[Stored items]
- - - - - - -

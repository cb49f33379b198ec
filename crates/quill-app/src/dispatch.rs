//! The agent's tool dispatch site.
//!
//! Tool hooks fire here and nowhere else, exactly once per tool call: the
//! before-pipeline may rewrite the arguments, the after-pipeline may
//! rewrite the result, and a hook failure converts the call into an error
//! response.

use std::sync::Arc;

use tokio_util::sync::CancellationToken;
use tracing::{error, info, warn};

use quill_core::tool::{AgentTool, ToolCall, ToolResponse, ToolSet};
use quill_extensions::hooks::{
    AgentFinishInput, AgentStartInput, AgentStepInput, ToolHookInput, ToolHookResult,
};
use quill_extensions::ExtensionRegistry;

/// Dispatches agent tool calls through the extension hook pipelines.
pub struct ToolDispatcher {
    registry: Arc<ExtensionRegistry>,
    tools: ToolSet,
}

impl ToolDispatcher {
    /// Build the dispatch table from built-in tools plus every
    /// extension-contributed tool currently loaded.
    pub async fn new(
        registry: Arc<ExtensionRegistry>,
        builtin_tools: Vec<Arc<dyn AgentTool>>,
    ) -> Self {
        let mut tools = ToolSet::new();
        for tool in builtin_tools {
            tools.register(tool);
        }
        for tool in registry.extension_tools().await {
            tools.register(tool);
        }
        Self { registry, tools }
    }

    /// Tool definitions for the LLM request.
    pub fn tool_definitions(&self) -> Vec<serde_json::Value> {
        self.tools.to_llm_tools()
    }

    /// Names of all dispatchable tools.
    pub fn tool_names(&self) -> Vec<String> {
        self.tools.list()
    }

    /// Execute one tool call.
    ///
    /// Before-hooks run first and may rewrite the arguments; their error
    /// aborts the call without invoking the tool. After-hooks run on the
    /// produced result; their error fails the call, but the tool's side
    /// effects have already happened and its output is carried in the
    /// error response.
    pub async fn execute(
        &self,
        cancel: &CancellationToken,
        tool_name: &str,
        call: ToolCall,
    ) -> ToolResponse {
        let arguments = parse_arguments(&call.input);
        let input = ToolHookInput {
            tool_name: tool_name.to_string(),
            session_id: call.session_id.clone(),
            message_id: call.message_id.clone(),
            tool_call_id: call.id.clone(),
            arguments,
        };

        let final_args = match self
            .registry
            .trigger_tool_execute_before(cancel, input.clone())
            .await
        {
            Ok(args) => args,
            Err(e) => {
                warn!(tool = %tool_name, error = %e, "Tool call aborted by before-hook");
                return ToolResponse::error(format!("Tool call aborted: {e:#}"));
            }
        };

        let call = ToolCall {
            input: serde_json::Value::Object(final_args.clone()).to_string(),
            ..call
        };

        info!(tool = %tool_name, "Executing tool");
        let response = match self.tools.get(tool_name) {
            Some(tool) => match tool.run(call).await {
                Ok(response) => response,
                Err(e) => {
                    warn!(tool = %tool_name, error = %e, "Tool execution error");
                    ToolResponse::error(format!("Tool error: {e:#}"))
                }
            },
            None => ToolResponse::error(format!("Unknown tool: {tool_name}")),
        };

        let input = ToolHookInput {
            arguments: final_args,
            ..input
        };
        let hook_result = ToolHookResult {
            output: response.content.clone(),
            error: response.is_error.then(|| response.content.clone()),
            metadata: response.metadata.clone().unwrap_or_default(),
        };

        match self
            .registry
            .trigger_tool_execute_after(cancel, &input, hook_result)
            .await
        {
            Ok(threaded) => ToolResponse {
                is_error: threaded.error.is_some(),
                content: threaded.output,
                metadata: (!threaded.metadata.is_empty()).then_some(threaded.metadata),
            },
            Err(e) => {
                warn!(tool = %tool_name, error = %e, "After-hook failed; tool already ran");
                ToolResponse::error(format!(
                    "Tool hook failed after execution: {e:#}\n\nOriginal output:\n{}",
                    response.content
                ))
            }
        }
    }
}

fn parse_arguments(input: &str) -> serde_json::Map<String, serde_json::Value> {
    match serde_json::from_str::<serde_json::Value>(input) {
        Ok(serde_json::Value::Object(map)) => map,
        _ => serde_json::Map::new(),
    }
}

/// Fires agent lifecycle hooks from the step loop. Hook failures are
/// logged, never surfaced to the run.
pub struct AgentLifecycle {
    registry: Arc<ExtensionRegistry>,
    cancel: CancellationToken,
}

impl AgentLifecycle {
    pub fn new(registry: Arc<ExtensionRegistry>, cancel: CancellationToken) -> Self {
        Self { registry, cancel }
    }

    pub async fn started(&self, input: AgentStartInput) {
        if let Err(e) = self.registry.trigger_agent_start(&self.cancel, &input).await {
            error!(session = %input.session_id, error = %e, "Agent start hook failed");
        }
    }

    pub async fn stepped(&self, input: AgentStepInput) {
        if let Err(e) = self.registry.trigger_agent_step(&self.cancel, &input).await {
            error!(session = %input.session_id, error = %e, "Agent step hook failed");
        }
    }

    pub async fn finished(&self, input: AgentFinishInput) {
        if let Err(e) = self
            .registry
            .trigger_agent_finish(&self.cancel, &input)
            .await
        {
            error!(session = %input.session_id, error = %e, "Agent finish hook failed");
        }
    }
}
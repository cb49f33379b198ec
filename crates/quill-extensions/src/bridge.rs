//! Tool bridge — adapts extension-contributed tools to the agent's tool
//! interface.
//!
//! The bridge only contributes tools; it never invokes the registry's tool
//! hooks. Those fire at the agent's dispatch site, exactly once per call.

use std::collections::HashSet;
use std::sync::Arc;

use async_trait::async_trait;

use quill_core::tool::{AgentTool, ToolCall, ToolDescriptor, ToolResponse};

use crate::registry::ExtensionRegistry;

/// A tool contributed by an extension.
///
/// Mirrors the agent's tool interface minus provider plumbing; the bridge
/// supplies the rest.
#[async_trait]
pub trait ExtensionTool: Send + Sync {
    /// Metadata about the tool.
    fn info(&self) -> ToolDescriptor;

    /// Execute the tool with the given call.
    async fn run(&self, call: ToolCall) -> anyhow::Result<ToolResponse>;
}

/// Adapts an [`ExtensionTool`] to the agent's [`AgentTool`] interface.
struct ExtensionToolAdapter {
    tool: Arc<dyn ExtensionTool>,
    provider_options: serde_json::Map<String, serde_json::Value>,
}

impl ExtensionToolAdapter {
    fn new(tool: Arc<dyn ExtensionTool>) -> Self {
        Self {
            tool,
            provider_options: serde_json::Map::new(),
        }
    }
}

#[async_trait]
impl AgentTool for ExtensionToolAdapter {
    fn descriptor(&self) -> ToolDescriptor {
        self.tool.info()
    }

    async fn run(&self, call: ToolCall) -> anyhow::Result<ToolResponse> {
        self.tool.run(call).await
    }

    fn provider_options(&self) -> serde_json::Map<String, serde_json::Value> {
        self.provider_options.clone()
    }
}

impl ExtensionRegistry {
    /// Collect all tools contributed by loaded extensions, wrapped for the
    /// agent's tool registry.
    ///
    /// Extensions are walked in load order; on a duplicate tool name the
    /// first-registered tool wins and the collision is logged.
    pub async fn extension_tools(&self) -> Vec<Arc<dyn AgentTool>> {
        let mut tools: Vec<Arc<dyn AgentTool>> = Vec::new();
        let mut seen: HashSet<String> = HashSet::new();

        for extension in self.extensions_in_order().await {
            let name = extension.info().name;
            for tool in extension.tools() {
                let tool_name = tool.info().name;
                if !seen.insert(tool_name.clone()) {
                    tracing::warn!(
                        extension = %name,
                        tool = %tool_name,
                        "Duplicate tool name, keeping the first-registered tool"
                    );
                    continue;
                }
                tools.push(Arc::new(ExtensionToolAdapter::new(tool)));
            }
        }

        tools
    }
}
//! Public SDK for developing Quill extensions.
//!
//! Re-exports the contract types and offers helpers that make simple
//! extensions short to write: [`SimpleExtension`] handles the lifecycle
//! boilerplate, [`SimpleTool`] wraps a closure as a tool, and the
//! permission helpers name the three possible hook outcomes.
//!
//! A loadable artifact exports its constructor with
//! [`export_extension!`](quill_extensions::export_extension):
//!
//! ```ignore
//! use quill_sdk::*;
//!
//! fn create() -> Box<dyn Extension> {
//!     let mut ext = SimpleExtension::new(ExtensionInfo {
//!         name: "hello-world".into(),
//!         version: "1.0.0".into(),
//!         description: "Adds a hello tool".into(),
//!         author: "Examples".into(),
//!     });
//!     ext.add_tool(Arc::new(SimpleTool::new(
//!         "hello",
//!         "Says hello to the given person",
//!         serde_json::json!({"type": "object", "properties": {"name": {"type": "string"}}}),
//!         vec!["name".into()],
//!         |call| Box::pin(async move { Ok(ToolResponse::text("Hey!")) }),
//!     )));
//!     Box::new(ext)
//! }
//! quill_extensions::export_extension!(create);
//! ```

use std::future::Future;
use std::pin::Pin;
use std::sync::Arc;

use async_trait::async_trait;

pub use quill_core::permission::{CreatePermissionRequest, PermissionDecision};
pub use quill_core::tool::{ToolCall, ToolDescriptor, ToolResponse};
pub use quill_extensions::hooks::{
    AgentFinishInput, AgentHook, AgentStartInput, AgentStepInput, ConfigHook, MessageHook,
    PermissionHook, SessionHook, ToolHook, ToolHookInput, ToolHookResult,
};
pub use quill_extensions::{
    export_extension, Extension, ExtensionContext, ExtensionDecl, ExtensionInfo, ExtensionTool,
    HookSet, API_VERSION,
};

/// Permission helper: auto-approve the request.
pub fn allow() -> Option<PermissionDecision> {
    Some(PermissionDecision::Allow)
}

/// Permission helper: auto-deny the request.
pub fn deny() -> Option<PermissionDecision> {
    Some(PermissionDecision::Deny)
}

/// Permission helper: let another hook or the user decide.
pub fn no_decision() -> Option<PermissionDecision> {
    None
}

/// A base extension implementation handling the plain lifecycle, so an
/// extension can focus on its hooks and tools.
pub struct SimpleExtension {
    info: ExtensionInfo,
    hooks: HookSet,
    tools: Vec<Arc<dyn ExtensionTool>>,
}

impl SimpleExtension {
    pub fn new(info: ExtensionInfo) -> Self {
        Self {
            info,
            hooks: HookSet::new(),
            tools: Vec::new(),
        }
    }

    /// Replace the hook set.
    pub fn set_hooks(&mut self, hooks: HookSet) {
        self.hooks = hooks;
    }

    /// Add a tool contributed by this extension.
    pub fn add_tool(&mut self, tool: Arc<dyn ExtensionTool>) {
        self.tools.push(tool);
    }
}

#[async_trait]
impl Extension for SimpleExtension {
    fn info(&self) -> ExtensionInfo {
        self.info.clone()
    }

    async fn init(&self, _ctx: &ExtensionContext) -> anyhow::Result<()> {
        Ok(())
    }

    fn hooks(&self) -> HookSet {
        self.hooks.clone()
    }

    async fn shutdown(&self) -> anyhow::Result<()> {
        Ok(())
    }

    fn tools(&self) -> Vec<Arc<dyn ExtensionTool>> {
        self.tools.clone()
    }
}

/// Handler signature for [`SimpleTool`].
pub type ToolHandler = Box<
    dyn Fn(ToolCall) -> Pin<Box<dyn Future<Output = anyhow::Result<ToolResponse>> + Send>>
        + Send
        + Sync,
>;

/// A tool built from a descriptor and an async closure.
pub struct SimpleTool {
    descriptor: ToolDescriptor,
    handler: ToolHandler,
}

impl SimpleTool {
    pub fn new(
        name: impl Into<String>,
        description: impl Into<String>,
        parameters: serde_json::Value,
        required: Vec<String>,
        handler: impl Fn(ToolCall) -> Pin<Box<dyn Future<Output = anyhow::Result<ToolResponse>> + Send>>
            + Send
            + Sync
            + 'static,
    ) -> Self {
        Self {
            descriptor: ToolDescriptor {
                name: name.into(),
                description: description.into(),
                parameters,
                required,
            },
            handler: Box::new(handler),
        }
    }
}

#[async_trait]
impl ExtensionTool for SimpleTool {
    fn info(&self) -> ToolDescriptor {
        self.descriptor.clone()
    }

    async fn run(&self, call: ToolCall) -> anyhow::Result<ToolResponse> {
        (self.handler)(call).await
    }
}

- - - - - - -

## Task
For the entries above, count the lines that contain the string "loaded", and state that number without further comment.

## The completed task
2